A 3-week-old boy was referred to the emergency department (ED) from his pediatrician’s office with irritability, poor feeding, abdominal tenderness, and distention. In the pediatrician’s office he was irritable, and he was noted to have a somewhat rigid, distended, and slightly discolored abdomen in addition to bilateral eye drainage. He was born at 37 weeks and 6 days to a gravida 2 para 2 mother via normal spontaneous vaginal delivery. Cefazolin was administered to his mother predelivery for positive group B Streptococcus status. Prenatal, birth, and postnatal course was otherwise unremarkable. Starting at ∼2:30 am on the day of presentation, his parents reported that he had been fussy, with a cry described as “painful.” He had been more difficult to console and had been refusing feeds by either breast or bottle. He had 1 episode of forceful emesis 2 days before presentation, and otherwise he had minimal spit up, which was always nonbilious and nonbloody, after feeds. His stools had been soft and seedy, without blood or mucous. He passed meconium within the first 24 hours of life. He had been gaining weight appropriately.
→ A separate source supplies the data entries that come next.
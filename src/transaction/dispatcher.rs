//! Validates user actions against the current identity and snapshot, then submits them.
//!
//! Every action is first prepared into a [`PendingAction`] without any I/O. Preparation fails
//! with [`ActionError::InvalidInput`] for bad arguments and [`ActionError::Unauthorized`] when
//! the identity may not take the action, so a refused action never reaches the network.

use crate::contract::ContractGateway;
use crate::sync::{Campaign, SyncedSnapshot};
use crate::transaction::permissions::{can_create, can_manage};
use crate::transaction::types::{ActionConfig, ActionError, ActionKind, PendingAction};
use crate::utils::{multiply, to_base_units};
use crate::wallet::Identity;

use ethers::types::{TxHash, U256};
use std::sync::Arc;
use tokio::sync::watch;
use tracing::{debug, warn};

pub struct ActionDispatcher {
	gateway: Arc<dyn ContractGateway>,
	identity: watch::Receiver<Option<Identity>>,
	snapshot: watch::Receiver<Option<Arc<SyncedSnapshot>>>,
	/// Creation fee in base units.
	campaign_fee: U256,
}

impl ActionDispatcher {
	pub fn new(
		gateway: Arc<dyn ContractGateway>,
		identity: watch::Receiver<Option<Identity>>,
		snapshot: watch::Receiver<Option<Arc<SyncedSnapshot>>>,
		config: ActionConfig,
	) -> Result<Self, ActionError> {
		let campaign_fee = to_base_units(&config.campaign_fee)?;
		Ok(Self {
			gateway,
			identity,
			snapshot,
			campaign_fee,
		})
	}

	pub fn prepare_create_campaign(
		&self,
		title: &str,
		unit_cost: &str,
		pledges_needed: &str,
	) -> Result<PendingAction, ActionError> {
		let (identity, snapshot) = self.context()?;

		let title = title.trim();
		if title.is_empty() {
			return Err(ActionError::InvalidInput("campaign title is empty".into()));
		}
		let pledge_cost = to_base_units(unit_cost)?;
		if pledge_cost.is_zero() {
			return Err(ActionError::InvalidInput("pledge cost must be greater than zero".into()));
		}
		let pledges_needed = parse_count(pledges_needed, "pledge target")?;

		if !can_create(&identity, &snapshot) {
			return Err(ActionError::Unauthorized(
				"the contract owner cannot create campaigns".into(),
			));
		}

		let kind = ActionKind::CreateCampaign {
			title: title.to_string(),
			pledge_cost,
			pledges_needed,
		};
		Ok(PendingAction::new(kind, identity.address()).with_value(self.campaign_fee))
	}

	/// Pledge `count` units to a live campaign; the attached value is unit cost times count.
	pub fn prepare_pledge(&self, id: U256, count: &str) -> Result<PendingAction, ActionError> {
		let (identity, snapshot) = self.context()?;

		let count = parse_count(count, "pledge count")?;
		let campaign = snapshot
			.live_campaign(id)
			.ok_or_else(|| not_in_list(id, "live"))?;
		let value = multiply(to_base_units(&campaign.unit_cost)?, count)?;

		Ok(PendingAction::new(ActionKind::Pledge { id, count }, identity.address()).with_value(value))
	}

	pub fn prepare_cancel_campaign(&self, id: U256) -> Result<PendingAction, ActionError> {
		let (identity, snapshot) = self.context()?;

		let campaign = snapshot
			.live_campaign(id)
			.ok_or_else(|| not_in_list(id, "live"))?;
		authorize_manage(&identity, &snapshot, campaign, "cancel")?;

		Ok(PendingAction::new(ActionKind::CancelCampaign { id }, identity.address()))
	}

	pub fn prepare_fulfill_campaign(&self, id: U256) -> Result<PendingAction, ActionError> {
		let (identity, snapshot) = self.context()?;

		let campaign = snapshot
			.live_campaign(id)
			.ok_or_else(|| not_in_list(id, "live"))?;
		if !campaign.is_fully_pledged() {
			return Err(ActionError::InvalidInput(format!(
				"campaign {} has {} of {} pledges",
				id, campaign.pledges_received, campaign.pledges_needed
			)));
		}
		authorize_manage(&identity, &snapshot, campaign, "fulfill")?;

		Ok(PendingAction::new(ActionKind::FulfillCampaign { id }, identity.address()))
	}

	pub fn prepare_claim_refund(&self, id: U256) -> Result<PendingAction, ActionError> {
		let (identity, snapshot) = self.context()?;

		if snapshot.cancelled_campaign(id).is_none() {
			return Err(not_in_list(id, "cancelled"));
		}

		Ok(PendingAction::new(ActionKind::ClaimRefund { id }, identity.address()))
	}

	pub fn prepare_withdraw_fees(&self) -> Result<PendingAction, ActionError> {
		let identity = self.owner_context("withdraw fees")?;
		Ok(PendingAction::new(ActionKind::WithdrawFees, identity.address()))
	}

	pub fn prepare_change_owner(&self, new_owner: &str) -> Result<PendingAction, ActionError> {
		let new_owner = parse_address(new_owner)?;
		let identity = self.owner_context("change the owner")?;
		Ok(PendingAction::new(
			ActionKind::ChangeOwner {
				new_owner: new_owner.address(),
			},
			identity.address(),
		))
	}

	pub fn prepare_ban_entrepreneur(&self, entrepreneur: &str) -> Result<PendingAction, ActionError> {
		let entrepreneur = parse_address(entrepreneur)?;
		let identity = self.owner_context("ban entrepreneurs")?;
		Ok(PendingAction::new(
			ActionKind::BanEntrepreneur {
				entrepreneur: entrepreneur.address(),
			},
			identity.address(),
		))
	}

	pub fn prepare_destroy_contract(&self) -> Result<PendingAction, ActionError> {
		let identity = self.owner_context("destroy the contract")?;
		Ok(PendingAction::new(ActionKind::DestroyContract, identity.address()))
	}

	pub async fn create_campaign(
		&self,
		title: &str,
		unit_cost: &str,
		pledges_needed: &str,
	) -> Result<TxHash, ActionError> {
		let action = self.prepare_create_campaign(title, unit_cost, pledges_needed)?;
		self.submit(action).await
	}

	pub async fn pledge(&self, id: U256, count: &str) -> Result<TxHash, ActionError> {
		let action = self.prepare_pledge(id, count)?;
		self.submit(action).await
	}

	pub async fn cancel_campaign(&self, id: U256) -> Result<TxHash, ActionError> {
		let action = self.prepare_cancel_campaign(id)?;
		self.submit(action).await
	}

	pub async fn fulfill_campaign(&self, id: U256) -> Result<TxHash, ActionError> {
		let action = self.prepare_fulfill_campaign(id)?;
		self.submit(action).await
	}

	pub async fn claim_refund(&self, id: U256) -> Result<TxHash, ActionError> {
		let action = self.prepare_claim_refund(id)?;
		self.submit(action).await
	}

	pub async fn withdraw_fees(&self) -> Result<TxHash, ActionError> {
		let action = self.prepare_withdraw_fees()?;
		self.submit(action).await
	}

	pub async fn change_owner(&self, new_owner: &str) -> Result<TxHash, ActionError> {
		let action = self.prepare_change_owner(new_owner)?;
		self.submit(action).await
	}

	pub async fn ban_entrepreneur(&self, entrepreneur: &str) -> Result<TxHash, ActionError> {
		let action = self.prepare_ban_entrepreneur(entrepreneur)?;
		self.submit(action).await
	}

	pub async fn destroy_contract(&self) -> Result<TxHash, ActionError> {
		let action = self.prepare_destroy_contract()?;
		self.submit(action).await
	}

	/// Submit an already prepared action.
	pub async fn submit(&self, action: PendingAction) -> Result<TxHash, ActionError> {
		let method = action.kind.method();
		debug!("Submitting {} with value {}", method, action.value);
		action.submit(self.gateway.as_ref()).await.map_err(|e| {
			warn!("{} failed: {}", method, e);
			e
		})
	}

	/// Current identity and snapshot, cloned out of their cells.
	fn context(&self) -> Result<(Identity, Arc<SyncedSnapshot>), ActionError> {
		let identity = self.identity.borrow().clone().ok_or(ActionError::NoIdentity)?;
		let snapshot = self.snapshot.borrow().clone().ok_or(ActionError::NotSynced)?;
		Ok((identity, snapshot))
	}

	fn owner_context(&self, what: &str) -> Result<Identity, ActionError> {
		let (identity, snapshot) = self.context()?;
		if !snapshot.is_owner(&identity) {
			return Err(ActionError::Unauthorized(format!("only the owner can {}", what)));
		}
		Ok(identity)
	}
}

fn authorize_manage(
	identity: &Identity,
	snapshot: &SyncedSnapshot,
	campaign: &Campaign,
	what: &str,
) -> Result<(), ActionError> {
	if can_manage(identity, snapshot, campaign) {
		Ok(())
	} else {
		Err(ActionError::Unauthorized(format!(
			"only the entrepreneur or the owner can {} campaign {}",
			what, campaign.id
		)))
	}
}

fn parse_count(input: &str, what: &str) -> Result<U256, ActionError> {
	let input = input.trim();
	let valid_digits = !input.is_empty() && input.chars().all(|c| c.is_ascii_digit());
	let count = valid_digits
		.then(|| U256::from_dec_str(input).ok())
		.flatten()
		.ok_or_else(|| ActionError::InvalidInput(format!("{} '{}' is not a whole number", what, input)))?;
	if count.is_zero() {
		return Err(ActionError::InvalidInput(format!("{} must be greater than zero", what)));
	}
	Ok(count)
}

fn parse_address(input: &str) -> Result<Identity, ActionError> {
	if input.trim().is_empty() {
		return Err(ActionError::InvalidInput("address is empty".into()));
	}
	Ok(input.parse::<Identity>()?)
}

fn not_in_list(id: U256, list: &str) -> ActionError {
	ActionError::InvalidInput(format!("campaign {} is not {}", id, list))
}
On examination in the ED, he was alert but uncomfortable. His temperature was 37.5°C, pulse was 184 beats per minute, respiratory rate was 40 breaths per minute, and blood pressure was 107/68 mm Hg. The examination of the heart and lungs was normal. He had normal pulses and a capillary refill time of 3 seconds. There were no skin rashes. He had good tone. He had mucous drainage from both eyes without conjunctival injection. His abdomen had positive bowel sounds but was moderately distended with diffuse tenderness after palpation. There was no obvious discoloration of the abdomen. There were no masses or organomegaly. An examination of the genitalia revealed bilaterally descended testes with a normal circumcised penis. The perianal area was normal.

Several of this infant’s presenting signs differentiated him from other infants who have fussiness and poor feeding. His symptoms had an abrupt onset. He was irritable and difficult to console. His abdomen was somewhat rigid, slightly distended, and had a mild violaceous hue. I divided my initial differential diagnosis into obstructive and infectious processes, and I believed an obstructive process was more likely given his feeding refusal and the marked decrease in his usual stooling pattern. I was concerned for malrotation with volvulus, intussusception, necrotizing enterocolitis (NEC) and short-segment Hirschsprung disease. I believed that constipation was unlikely given that he was exclusively breastfed. Potential infectious processes included serious bacterial infection (eg, a urinary tract infection). His abdominal examination also made me concerned for NEC. Given this differential, I referred him to the emergency department for further evaluation and treatment including radiographic studies that were not available in my office.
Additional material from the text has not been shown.